▶ _EXERCISE DIRECTIONS_:
Of all the entries below, retype only the lines from the one with "pub fn warning(msg: &(impl" through the one with "pub fn failure(msg: &(impl", exactly as they appear.
______________________________
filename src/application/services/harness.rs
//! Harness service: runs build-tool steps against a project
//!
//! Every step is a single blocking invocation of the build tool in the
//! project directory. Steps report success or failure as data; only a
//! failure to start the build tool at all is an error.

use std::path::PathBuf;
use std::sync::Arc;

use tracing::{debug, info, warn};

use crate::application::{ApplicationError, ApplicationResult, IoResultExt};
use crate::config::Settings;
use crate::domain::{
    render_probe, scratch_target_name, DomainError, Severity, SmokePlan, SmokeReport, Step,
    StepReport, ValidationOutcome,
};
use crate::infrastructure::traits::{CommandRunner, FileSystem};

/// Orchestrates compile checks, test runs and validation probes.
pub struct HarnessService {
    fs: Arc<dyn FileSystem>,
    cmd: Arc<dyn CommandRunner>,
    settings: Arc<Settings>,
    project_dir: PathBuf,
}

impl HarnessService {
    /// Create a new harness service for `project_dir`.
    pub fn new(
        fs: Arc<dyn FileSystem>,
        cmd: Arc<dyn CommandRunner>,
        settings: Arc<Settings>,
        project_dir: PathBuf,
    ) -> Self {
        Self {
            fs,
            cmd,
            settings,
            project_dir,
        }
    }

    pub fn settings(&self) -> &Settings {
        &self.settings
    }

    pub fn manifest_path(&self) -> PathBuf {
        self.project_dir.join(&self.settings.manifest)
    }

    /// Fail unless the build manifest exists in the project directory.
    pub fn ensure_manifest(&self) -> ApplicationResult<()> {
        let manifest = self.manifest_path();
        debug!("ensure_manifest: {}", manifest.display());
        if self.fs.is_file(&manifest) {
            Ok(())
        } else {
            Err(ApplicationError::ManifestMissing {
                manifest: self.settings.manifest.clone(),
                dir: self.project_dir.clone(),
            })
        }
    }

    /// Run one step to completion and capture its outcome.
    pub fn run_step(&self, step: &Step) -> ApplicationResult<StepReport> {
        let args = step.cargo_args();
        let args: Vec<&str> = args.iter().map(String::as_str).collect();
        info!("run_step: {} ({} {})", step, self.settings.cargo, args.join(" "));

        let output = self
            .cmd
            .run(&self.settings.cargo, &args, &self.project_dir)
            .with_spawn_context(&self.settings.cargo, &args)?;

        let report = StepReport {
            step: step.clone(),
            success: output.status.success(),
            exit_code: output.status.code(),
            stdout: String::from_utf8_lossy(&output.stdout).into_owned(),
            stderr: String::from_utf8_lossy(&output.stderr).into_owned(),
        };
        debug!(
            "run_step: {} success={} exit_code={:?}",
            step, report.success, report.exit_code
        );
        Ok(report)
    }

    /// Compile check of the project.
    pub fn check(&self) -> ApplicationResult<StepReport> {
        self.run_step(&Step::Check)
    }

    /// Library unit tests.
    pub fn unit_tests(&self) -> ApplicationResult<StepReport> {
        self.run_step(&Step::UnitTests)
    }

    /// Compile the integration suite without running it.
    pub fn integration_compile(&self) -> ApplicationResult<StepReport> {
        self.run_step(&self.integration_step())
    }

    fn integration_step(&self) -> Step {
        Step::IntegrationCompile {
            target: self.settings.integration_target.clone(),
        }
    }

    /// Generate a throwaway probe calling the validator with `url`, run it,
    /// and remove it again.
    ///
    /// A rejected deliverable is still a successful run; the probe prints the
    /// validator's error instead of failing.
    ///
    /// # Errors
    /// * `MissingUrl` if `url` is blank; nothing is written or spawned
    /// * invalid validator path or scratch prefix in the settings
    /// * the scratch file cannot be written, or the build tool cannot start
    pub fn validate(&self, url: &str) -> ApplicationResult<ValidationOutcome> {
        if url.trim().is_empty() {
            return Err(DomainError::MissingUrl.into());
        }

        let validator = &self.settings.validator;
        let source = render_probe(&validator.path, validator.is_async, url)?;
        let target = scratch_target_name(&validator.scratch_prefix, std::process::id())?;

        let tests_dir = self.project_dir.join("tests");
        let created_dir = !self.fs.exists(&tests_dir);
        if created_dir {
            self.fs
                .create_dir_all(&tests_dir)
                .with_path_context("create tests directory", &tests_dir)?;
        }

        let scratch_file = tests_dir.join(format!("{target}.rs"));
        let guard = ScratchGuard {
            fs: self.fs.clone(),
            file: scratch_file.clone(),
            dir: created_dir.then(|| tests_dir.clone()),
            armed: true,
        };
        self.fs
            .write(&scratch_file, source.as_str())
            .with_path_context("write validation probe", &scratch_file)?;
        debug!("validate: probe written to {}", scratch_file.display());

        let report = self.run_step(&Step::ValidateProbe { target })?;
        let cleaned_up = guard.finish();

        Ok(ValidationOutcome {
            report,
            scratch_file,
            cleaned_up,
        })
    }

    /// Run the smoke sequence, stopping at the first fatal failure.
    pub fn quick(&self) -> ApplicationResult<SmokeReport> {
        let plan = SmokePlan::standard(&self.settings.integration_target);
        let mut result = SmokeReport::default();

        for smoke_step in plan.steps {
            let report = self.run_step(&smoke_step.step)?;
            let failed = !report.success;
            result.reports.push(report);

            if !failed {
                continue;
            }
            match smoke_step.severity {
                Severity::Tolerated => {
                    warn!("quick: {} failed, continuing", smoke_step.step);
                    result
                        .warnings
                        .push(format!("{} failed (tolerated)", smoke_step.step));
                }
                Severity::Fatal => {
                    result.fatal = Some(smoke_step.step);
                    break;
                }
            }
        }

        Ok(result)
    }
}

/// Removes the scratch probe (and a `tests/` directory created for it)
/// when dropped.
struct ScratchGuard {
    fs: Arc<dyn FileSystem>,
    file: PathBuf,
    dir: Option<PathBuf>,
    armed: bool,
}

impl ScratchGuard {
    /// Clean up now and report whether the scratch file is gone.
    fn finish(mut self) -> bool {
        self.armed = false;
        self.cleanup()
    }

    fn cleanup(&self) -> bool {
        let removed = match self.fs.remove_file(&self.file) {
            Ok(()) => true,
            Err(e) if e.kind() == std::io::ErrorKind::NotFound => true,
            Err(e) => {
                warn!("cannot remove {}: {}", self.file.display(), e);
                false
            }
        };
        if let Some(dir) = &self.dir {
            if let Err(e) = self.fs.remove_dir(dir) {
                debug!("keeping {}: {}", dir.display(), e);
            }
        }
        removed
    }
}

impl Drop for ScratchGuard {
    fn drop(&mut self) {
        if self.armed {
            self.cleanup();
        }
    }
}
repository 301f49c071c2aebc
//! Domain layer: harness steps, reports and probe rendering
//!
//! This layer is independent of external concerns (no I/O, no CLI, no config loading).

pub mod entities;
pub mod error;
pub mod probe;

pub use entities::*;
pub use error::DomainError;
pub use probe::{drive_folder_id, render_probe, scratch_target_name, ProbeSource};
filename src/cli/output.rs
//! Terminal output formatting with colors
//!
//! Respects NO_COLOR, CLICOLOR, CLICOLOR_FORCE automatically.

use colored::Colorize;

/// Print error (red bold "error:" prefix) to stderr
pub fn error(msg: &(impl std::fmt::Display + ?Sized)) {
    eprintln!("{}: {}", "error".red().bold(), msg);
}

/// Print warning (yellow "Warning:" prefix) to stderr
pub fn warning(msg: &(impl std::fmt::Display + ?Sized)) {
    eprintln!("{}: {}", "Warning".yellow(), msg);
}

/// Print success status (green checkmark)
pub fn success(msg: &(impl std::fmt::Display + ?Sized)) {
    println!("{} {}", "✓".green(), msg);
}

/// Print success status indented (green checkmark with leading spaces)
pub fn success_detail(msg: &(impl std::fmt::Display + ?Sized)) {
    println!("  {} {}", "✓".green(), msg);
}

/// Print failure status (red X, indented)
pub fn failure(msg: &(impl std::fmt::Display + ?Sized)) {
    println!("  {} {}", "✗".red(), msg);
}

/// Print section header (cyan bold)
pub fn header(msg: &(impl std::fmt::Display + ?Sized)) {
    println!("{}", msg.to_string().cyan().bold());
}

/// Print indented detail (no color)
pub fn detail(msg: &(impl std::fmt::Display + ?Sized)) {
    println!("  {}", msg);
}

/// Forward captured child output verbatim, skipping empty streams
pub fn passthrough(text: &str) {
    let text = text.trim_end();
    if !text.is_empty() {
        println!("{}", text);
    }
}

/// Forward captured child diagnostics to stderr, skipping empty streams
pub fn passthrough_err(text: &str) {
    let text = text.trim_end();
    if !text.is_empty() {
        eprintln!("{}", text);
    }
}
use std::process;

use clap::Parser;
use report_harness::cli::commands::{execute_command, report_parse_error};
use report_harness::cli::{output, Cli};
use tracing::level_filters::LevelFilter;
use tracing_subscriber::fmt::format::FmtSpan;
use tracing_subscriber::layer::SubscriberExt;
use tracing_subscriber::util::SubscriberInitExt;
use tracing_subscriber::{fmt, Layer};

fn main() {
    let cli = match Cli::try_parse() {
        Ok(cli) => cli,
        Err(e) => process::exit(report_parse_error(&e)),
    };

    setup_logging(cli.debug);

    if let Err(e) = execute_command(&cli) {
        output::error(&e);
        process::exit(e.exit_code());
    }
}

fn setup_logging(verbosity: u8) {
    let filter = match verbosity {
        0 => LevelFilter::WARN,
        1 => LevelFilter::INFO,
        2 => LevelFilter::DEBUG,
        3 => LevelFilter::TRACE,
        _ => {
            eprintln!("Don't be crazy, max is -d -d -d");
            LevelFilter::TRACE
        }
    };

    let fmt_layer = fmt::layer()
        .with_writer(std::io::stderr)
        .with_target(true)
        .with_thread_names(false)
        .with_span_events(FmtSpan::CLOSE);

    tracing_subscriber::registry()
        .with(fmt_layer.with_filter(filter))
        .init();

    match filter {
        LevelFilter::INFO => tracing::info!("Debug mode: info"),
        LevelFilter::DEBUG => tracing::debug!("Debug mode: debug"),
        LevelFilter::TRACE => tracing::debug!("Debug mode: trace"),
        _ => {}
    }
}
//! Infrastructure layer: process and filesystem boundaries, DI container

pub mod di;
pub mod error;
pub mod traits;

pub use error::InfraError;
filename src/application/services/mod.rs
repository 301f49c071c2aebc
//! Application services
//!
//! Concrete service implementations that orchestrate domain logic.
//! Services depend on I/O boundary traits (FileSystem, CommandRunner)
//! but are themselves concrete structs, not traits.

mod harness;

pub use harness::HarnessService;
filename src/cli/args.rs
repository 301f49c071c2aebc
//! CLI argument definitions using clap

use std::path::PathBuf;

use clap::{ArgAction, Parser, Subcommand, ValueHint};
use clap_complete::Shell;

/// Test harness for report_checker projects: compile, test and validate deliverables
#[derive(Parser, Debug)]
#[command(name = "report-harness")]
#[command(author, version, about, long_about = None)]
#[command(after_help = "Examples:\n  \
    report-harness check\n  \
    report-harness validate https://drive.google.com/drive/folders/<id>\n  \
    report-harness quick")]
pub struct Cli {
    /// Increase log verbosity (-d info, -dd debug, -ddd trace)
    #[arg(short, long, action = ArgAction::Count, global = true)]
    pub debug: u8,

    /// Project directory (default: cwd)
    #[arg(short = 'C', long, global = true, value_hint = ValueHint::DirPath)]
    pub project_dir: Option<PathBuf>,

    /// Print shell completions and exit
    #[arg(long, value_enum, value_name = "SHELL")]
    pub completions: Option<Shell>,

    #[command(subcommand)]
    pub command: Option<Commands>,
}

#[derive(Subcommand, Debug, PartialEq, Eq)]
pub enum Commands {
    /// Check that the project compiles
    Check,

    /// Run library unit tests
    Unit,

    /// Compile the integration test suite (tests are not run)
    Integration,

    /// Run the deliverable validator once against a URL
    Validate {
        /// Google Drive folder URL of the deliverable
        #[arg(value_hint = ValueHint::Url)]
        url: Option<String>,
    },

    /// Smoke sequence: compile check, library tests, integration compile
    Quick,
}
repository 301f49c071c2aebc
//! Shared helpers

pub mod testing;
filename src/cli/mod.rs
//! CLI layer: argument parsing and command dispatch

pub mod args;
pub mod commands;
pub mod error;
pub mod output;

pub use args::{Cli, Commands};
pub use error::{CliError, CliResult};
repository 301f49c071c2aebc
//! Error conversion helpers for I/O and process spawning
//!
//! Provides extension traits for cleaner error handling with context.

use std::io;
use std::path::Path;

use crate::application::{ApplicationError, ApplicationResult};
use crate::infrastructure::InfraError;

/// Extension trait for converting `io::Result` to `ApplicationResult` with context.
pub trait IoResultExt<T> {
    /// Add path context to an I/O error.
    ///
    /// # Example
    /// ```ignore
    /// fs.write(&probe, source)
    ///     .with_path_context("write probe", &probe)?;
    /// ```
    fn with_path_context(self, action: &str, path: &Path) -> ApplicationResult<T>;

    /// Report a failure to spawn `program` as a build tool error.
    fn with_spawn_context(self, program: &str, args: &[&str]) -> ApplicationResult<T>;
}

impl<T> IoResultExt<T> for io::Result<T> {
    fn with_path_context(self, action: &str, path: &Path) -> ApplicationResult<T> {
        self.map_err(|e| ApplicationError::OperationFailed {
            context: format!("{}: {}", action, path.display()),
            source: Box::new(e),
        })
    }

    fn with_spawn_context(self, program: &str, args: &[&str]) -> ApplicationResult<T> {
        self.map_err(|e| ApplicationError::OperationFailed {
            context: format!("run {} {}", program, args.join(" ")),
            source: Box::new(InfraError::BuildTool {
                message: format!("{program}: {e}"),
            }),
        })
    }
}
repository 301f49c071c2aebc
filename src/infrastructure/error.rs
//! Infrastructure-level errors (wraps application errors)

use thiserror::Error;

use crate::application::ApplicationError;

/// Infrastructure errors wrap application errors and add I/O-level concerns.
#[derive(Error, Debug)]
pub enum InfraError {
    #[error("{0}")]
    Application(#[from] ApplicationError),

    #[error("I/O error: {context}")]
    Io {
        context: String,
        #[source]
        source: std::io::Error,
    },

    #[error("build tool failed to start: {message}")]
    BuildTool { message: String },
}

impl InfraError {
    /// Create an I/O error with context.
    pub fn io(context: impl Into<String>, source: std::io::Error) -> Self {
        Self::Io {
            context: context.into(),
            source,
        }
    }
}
______________________________
▶ _YOUR RESPONSE_:
pub fn warning(msg: &(impl std::fmt::Display + ?Sized)) {
    eprintln!("{}: {}", "Warning".yellow(), msg);
}

/// Print success status (green checkmark)
pub fn success(msg: &(impl std::fmt::Display + ?Sized)) {
    println!("{} {}", "✓".green(), msg);
}

/// Print success status indented (green checkmark with leading spaces)
pub fn success_detail(msg: &(impl std::fmt::Display + ?Sized)) {
    println!("  {} {}", "✓".green(), msg);
}

/// Print failure status (red X, indented)
pub fn failure(msg: &(impl std::fmt::Display + ?Sized)) {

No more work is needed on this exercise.